Saved entries:
______________________________
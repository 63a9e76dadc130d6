//! Type binder
//!
//! Coerces an untyped input value to a parameter's SQL type. Dispatch goes
//! through a table from type tag to coercion function; types without an entry
//! are handed to the driver with their declared type.

use std::collections::HashMap;
use std::sync::LazyLock;

use chrono::{NaiveDate, NaiveDateTime, NaiveTime};
use dataexpress_core::{BindValue, DataExpressError, Parameter, Result, SqlType, Value, VendorAdapter};
use regex::Regex;

type BindFn = fn(&Parameter, &Value) -> Result<BindValue>;

static BINDERS: LazyLock<HashMap<SqlType, BindFn>> = LazyLock::new(|| {
    let mut table: HashMap<SqlType, BindFn> = HashMap::new();
    table.insert(SqlType::Boolean, bind_boolean);
    table.insert(SqlType::Bit, bind_int);
    table.insert(SqlType::TinyInt, bind_int);
    table.insert(SqlType::SmallInt, bind_int);
    table.insert(SqlType::Integer, bind_int);
    table.insert(SqlType::BigInt, bind_long);
    table.insert(SqlType::Float, bind_float);
    table.insert(SqlType::Double, bind_double);
    table.insert(SqlType::Real, bind_double);
    table.insert(SqlType::Decimal, bind_decimal);
    table.insert(SqlType::Binary, bind_binary);
    table.insert(SqlType::Varbinary, bind_binary);
    table.insert(SqlType::LongVarbinary, bind_binary);
    table.insert(SqlType::Blob, bind_binary);
    table.insert(SqlType::Clob, bind_clob);
    table.insert(SqlType::Date, bind_date);
    table.insert(SqlType::Time, bind_time);
    table.insert(SqlType::Timestamp, bind_timestamp);
    table
});

static DECIMAL_REGEX: LazyLock<Regex> = LazyLock::new(|| {
    Regex::new(r"^[+-]?(?:\d+\.?\d*|\.\d+)(?:[eE][+-]?\d+)?$").expect("valid regex")
});

/// Coerce `value` for an IN slot.
///
/// NULL and blank values bind as SQL NULL of the declared type (`Other` when
/// unknown), except for CHAR/VARCHAR/LONGVARCHAR slots which keep blanks. A
/// vendor adapter then gets first refusal before the type table is consulted.
pub fn bind_value(
    parameter: &Parameter,
    value: &Value,
    vendor: Option<&dyn VendorAdapter>,
) -> Result<BindValue> {
    let sql_type = parameter.sql_type;

    if value.is_null() || (value.is_blank() && !sql_type.keeps_blank()) {
        let null_type = if sql_type.is_unknown() { SqlType::Other } else { sql_type };
        return Ok(BindValue::Null(null_type));
    }

    if let Some(bound) = vendor.and_then(|v| v.try_bind_vendor_specific(parameter, value)) {
        tracing::trace!(index = parameter.index, "vendor adapter bound parameter");
        return Ok(bound);
    }

    if sql_type.is_unknown() {
        return Ok(BindValue::Untyped(value.clone()));
    }

    match BINDERS.get(&sql_type) {
        Some(bind) => bind(parameter, value),
        None => Ok(BindValue::Typed {
            value: value.clone(),
            sql_type,
        }),
    }
}

fn typed(value: Value, parameter: &Parameter) -> BindValue {
    BindValue::Typed {
        value,
        sql_type: parameter.sql_type,
    }
}

fn conversion_error(value: &Value, target: &'static str, parameter: &Parameter) -> DataExpressError {
    DataExpressError::Conversion {
        value: value.to_string(),
        target,
        parameter: parameter.name.clone(),
    }
}

fn binding_error(parameter: &Parameter, value: &Value, message: String) -> DataExpressError {
    DataExpressError::Binding {
        index: parameter.index,
        sql_type: parameter.sql_type.code(),
        value: value.to_string(),
        message,
    }
}

fn bind_boolean(parameter: &Parameter, value: &Value) -> Result<BindValue> {
    let flag = match value {
        Value::Bool(b) => *b,
        // Any text other than "0" is true.
        Value::String(s) => s.trim() != "0",
        v if v.is_numeric() => v.as_f64().is_some_and(|n| n != 0.0),
        other => {
            return Err(binding_error(
                parameter,
                other,
                format!(
                    "Cannot convert from {} to BOOLEAN for object {} at index {}",
                    other.kind(),
                    other,
                    parameter.index
                ),
            ));
        }
    };
    Ok(typed(Value::Bool(flag), parameter))
}

fn bind_int(parameter: &Parameter, value: &Value) -> Result<BindValue> {
    value
        .to_string()
        .trim()
        .parse::<i32>()
        .map(|n| typed(Value::Int32(n), parameter))
        .map_err(|_| conversion_error(value, "Integer", parameter))
}

fn bind_long(parameter: &Parameter, value: &Value) -> Result<BindValue> {
    value
        .to_string()
        .trim()
        .parse::<i64>()
        .map(|n| typed(Value::Int64(n), parameter))
        .map_err(|_| conversion_error(value, "Long", parameter))
}

fn bind_float(parameter: &Parameter, value: &Value) -> Result<BindValue> {
    value
        .to_string()
        .trim()
        .parse::<f32>()
        .map(|n| typed(Value::Float32(n), parameter))
        .map_err(|_| conversion_error(value, "Float", parameter))
}

fn bind_double(parameter: &Parameter, value: &Value) -> Result<BindValue> {
    value
        .to_string()
        .trim()
        .parse::<f64>()
        .map(|n| typed(Value::Float64(n), parameter))
        .map_err(|_| conversion_error(value, "Double", parameter))
}

fn bind_decimal(parameter: &Parameter, value: &Value) -> Result<BindValue> {
    let text = value.to_string();
    let text = text.trim();
    if DECIMAL_REGEX.is_match(text) {
        Ok(typed(Value::Decimal(text.to_string()), parameter))
    } else {
        Err(conversion_error(value, "BigDecimal", parameter))
    }
}

fn bind_binary(parameter: &Parameter, value: &Value) -> Result<BindValue> {
    let bytes = match value {
        Value::Bytes(b) => b.clone(),
        Value::File(path) => std::fs::read(path).map_err(|e| {
            binding_error(parameter, value, format!("cannot read {}: {}", path.display(), e))
        })?,
        Value::String(s) => s.as_bytes().to_vec(),
        other => other.to_string().into_bytes(),
    };
    Ok(typed(Value::Bytes(bytes), parameter))
}

fn bind_clob(parameter: &Parameter, value: &Value) -> Result<BindValue> {
    let text = match value {
        Value::String(s) => s.clone(),
        Value::Bytes(b) => String::from_utf8_lossy(b).into_owned(),
        other => other.to_string(),
    };
    Ok(typed(Value::String(text), parameter))
}

fn bind_date(parameter: &Parameter, value: &Value) -> Result<BindValue> {
    let date = match value {
        Value::Date(d) => *d,
        Value::DateTime(dt) => dt.date(),
        Value::DateTimeUtc(dt) => dt.date_naive(),
        other => parse_date_time(&other.to_string())
            .map(|dt| dt.date())
            .ok_or_else(|| unparseable(parameter, other))?,
    };
    Ok(typed(Value::Date(date), parameter))
}

fn bind_time(parameter: &Parameter, value: &Value) -> Result<BindValue> {
    let time = match value {
        Value::Time(t) => *t,
        Value::DateTime(dt) => dt.time(),
        Value::DateTimeUtc(dt) => dt.naive_utc().time(),
        other => parse_date_time(&other.to_string())
            .map(|dt| dt.time())
            .ok_or_else(|| unparseable(parameter, other))?,
    };
    Ok(typed(Value::Time(time), parameter))
}

fn bind_timestamp(parameter: &Parameter, value: &Value) -> Result<BindValue> {
    let timestamp = match value {
        Value::DateTime(dt) => *dt,
        Value::DateTimeUtc(dt) => dt.naive_utc(),
        Value::Date(d) => d.and_time(NaiveTime::MIN),
        other => parse_date_time(&other.to_string()).ok_or_else(|| unparseable(parameter, other))?,
    };
    Ok(typed(Value::DateTime(timestamp), parameter))
}

fn unparseable(parameter: &Parameter, value: &Value) -> DataExpressError {
    binding_error(parameter, value, format!("Unparseable date: \"{}\"", value))
}

const DATE_TIME_FORMATS: &[&str] = &[
    "%Y-%m-%d %H:%M:%S%.f",
    "%Y-%m-%dT%H:%M:%S%.f",
    "%Y-%m-%d %H:%M",
    "%m/%d/%Y %H:%M:%S%.f",
    "%m/%d/%Y %H:%M",
];

const DATE_FORMATS: &[&str] = &["%Y-%m-%d", "%m/%d/%Y", "%y-%m-%d", "%m/%d/%y"];

const TIME_FORMATS: &[&str] = &["%H:%M:%S%.f", "%H:%M"];

/// Parse date/time text in the accepted layouts: `yyyy-MM-dd`,
/// `MM/dd/yyyy` (either with an optional `HH:mm[:ss[.SSS]]` time) or a
/// bare time, which lands on 1970-01-01.
pub fn parse_date_time(text: &str) -> Option<NaiveDateTime> {
    let text = text.trim();
    if text.is_empty() {
        return None;
    }

    DATE_TIME_FORMATS
        .iter()
        .find_map(|f| NaiveDateTime::parse_from_str(text, f).ok())
        .or_else(|| {
            DATE_FORMATS
                .iter()
                .find_map(|f| NaiveDate::parse_from_str(text, f).ok())
                .map(|d| d.and_time(NaiveTime::MIN))
        })
        .or_else(|| {
            let epoch = NaiveDate::from_ymd_opt(1970, 1, 1)?;
            TIME_FORMATS
                .iter()
                .find_map(|f| NaiveTime::parse_from_str(text, f).ok())
                .map(|t| epoch.and_time(t))
        })
}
______________________________
What to produce » Which lines above hold the string "None"? Show each of them.

Task answer »
        None => Ok(BindValue::Typed {
        return None;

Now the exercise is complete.